In the midst of a civil war of unequaled magnitude and severity, which has sometimes seemed to foreign States to invite and to provoke their aggression, peace has been preserved with all nations, order has been maintained, the laws have been respected and obeyed, and harmony has prevailed everywhere except in the theatre of military conflict; while that theatre has been greatly contracted by the advancing armies and navies of the Union. Needful diversions of wealth and of strength from the fields of peaceful industry to the national defence, have not arrested the plough, the shuttle or the ship; the axe has enlarged the borders of our settlements, and the mines, as well of iron and coal as of the precious metals, have yielded even more abundantly than heretofore.

Population has steadily increased, notwithstanding the waste that has been made in the camp, the siege and the battle-field; and the country, rejoicing in the consciousness of augmented strength and vigor, is permitted to expect continuance of years with large increase of freedom. No human counsel hath devised nor hath any mortal hand worked out these great things. They are the gracious gifts of the Most High God, who, while dealing with us in anger for our sins, hath nevertheless remembered mercy.

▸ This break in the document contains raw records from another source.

//! Pattern-based insight extraction.
//!
//! Each search result yields an overview insight from its title plus one
//! insight per entity pattern that matches the title or snippet:
//!
//! | Pattern | Insight type | Confidence |
//! |---|---|---|
//! | methodology | `methodology` | 0.80 |
//! | domain | `domain` | 0.90 |
//! | institution | `institution` | 0.85 |

use crate::domain::KnowledgeError;
use chrono::{DateTime, Utc};
use regex::Regex;
use shared_types::{InsightType, ResearchInsight, SearchResult};
use uuid::Uuid;

const METHODOLOGY: &str =
    r"(?i)\b(machine learning|neural networks?|deep learning|algorithms?|models?|AI|artificial intelligence)\b";
const DOMAIN: &str =
    r"(?i)\b(climate|weather|quantum|cryptography|security|prediction|forecasting|energy|memory safety)\b";
const INSTITUTION: &str = r"(?i)\b(NIST|Nature|Science|IEEE|ACM|MIT|Stanford|Google|Microsoft)\b";

const OVERVIEW_CONFIDENCE: f64 = 0.8;

struct EntityPattern {
    regex: Regex,
    insight_type: InsightType,
    label: &'static str,
    confidence: f64,
}

pub struct InsightExtractor {
    patterns: Vec<EntityPattern>,
}

impl InsightExtractor {
    pub fn new() -> Result<Self, KnowledgeError> {
        let pattern = |source: &str, insight_type, label, confidence| -> Result<EntityPattern, KnowledgeError> {
            Ok(EntityPattern {
                regex: Regex::new(source)?,
                insight_type,
                label,
                confidence,
            })
        };
        Ok(Self {
            patterns: vec![
                pattern(METHODOLOGY, InsightType::Methodology, "Methodologies found", 0.8)?,
                pattern(DOMAIN, InsightType::Domain, "Research domains", 0.9)?,
                pattern(INSTITUTION, InsightType::Institution, "Key institutions", 0.85)?,
            ],
        })
    }

    /// Insights for one result, overview first.
    pub fn extract(&self, result: &SearchResult, at: DateTime<Utc>) -> Vec<ResearchInsight> {
        let content = format!("{} {}", result.snippet, result.title);
        let insight = |content: String, insight_type, confidence| ResearchInsight {
            id: Uuid::new_v4().to_string(),
            content,
            confidence,
            source_urls: vec![result.url.clone()],
            insight_type,
            extracted_at: at,
        };

        let mut insights = Vec::new();
        if !result.title.trim().is_empty() {
            insights.push(insight(
                format!("Source discusses: {}", result.title),
                InsightType::Overview,
                OVERVIEW_CONFIDENCE,
            ));
        }

        for p in &self.patterns {
            let mut found: Vec<&str> = Vec::new();
            for m in p.regex.find_iter(&content) {
                if !found.iter().any(|f| f.eq_ignore_ascii_case(m.as_str())) {
                    found.push(m.as_str());
                }
            }
            if !found.is_empty() {
                insights.push(insight(
                    format!("{}: {}", p.label, found.join(", ")),
                    p.insight_type,
                    p.confidence,
                ));
            }
        }
        insights
    }

    pub fn extract_all(&self, results: &[SearchResult], at: DateTime<Utc>) -> Vec<ResearchInsight> {
        results.iter().flat_map(|r| self.extract(r, at)).collect()
    }
}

It has seemed to me fit and proper that they should be solemnly, reverently and gratefully acknowledged as with one heart and one voice by the whole American People.

I do therefore invite my fellow citizens in every part of the United States, and also those who are at sea and those who are sojourning in foreign lands, to set apart and observe the last Thursday of November next, as a day of Thanksgiving and Praise to our beneficent Father who dwelleth in the Heavens.

And I recommend to them that while offering up the ascriptions justly due to Him for such singular deliverances and blessings, they do also, with humble penitence for our national perverseness and disobedience, commend to His tender care all those who have become widows, orphans, mourners or sufferers in the lamentable civil strife in which we are unavoidably engaged, and fervently implore the interposition of the Almighty Hand to heal the wounds of the nation and to restore it as soon as may be consistent with the Divine purposes to the full enjoyment of peace, harmony, tranquillity and Union.

In testimony whereof, I have hereunto set my hand and caused the Seal of the United States to be affixed.

Done at the City of Washington, this Third day of October, in the year of our Lord one thousand eight hundred and sixty-three, and of the Independence of the Unites States the Eighty-eighth.

By the President: Abraham Lincoln
William H. Seward,
Secretary of State
In some respects the proclamation reads as if it could have been written today. Have a wonderful Thanksgiving.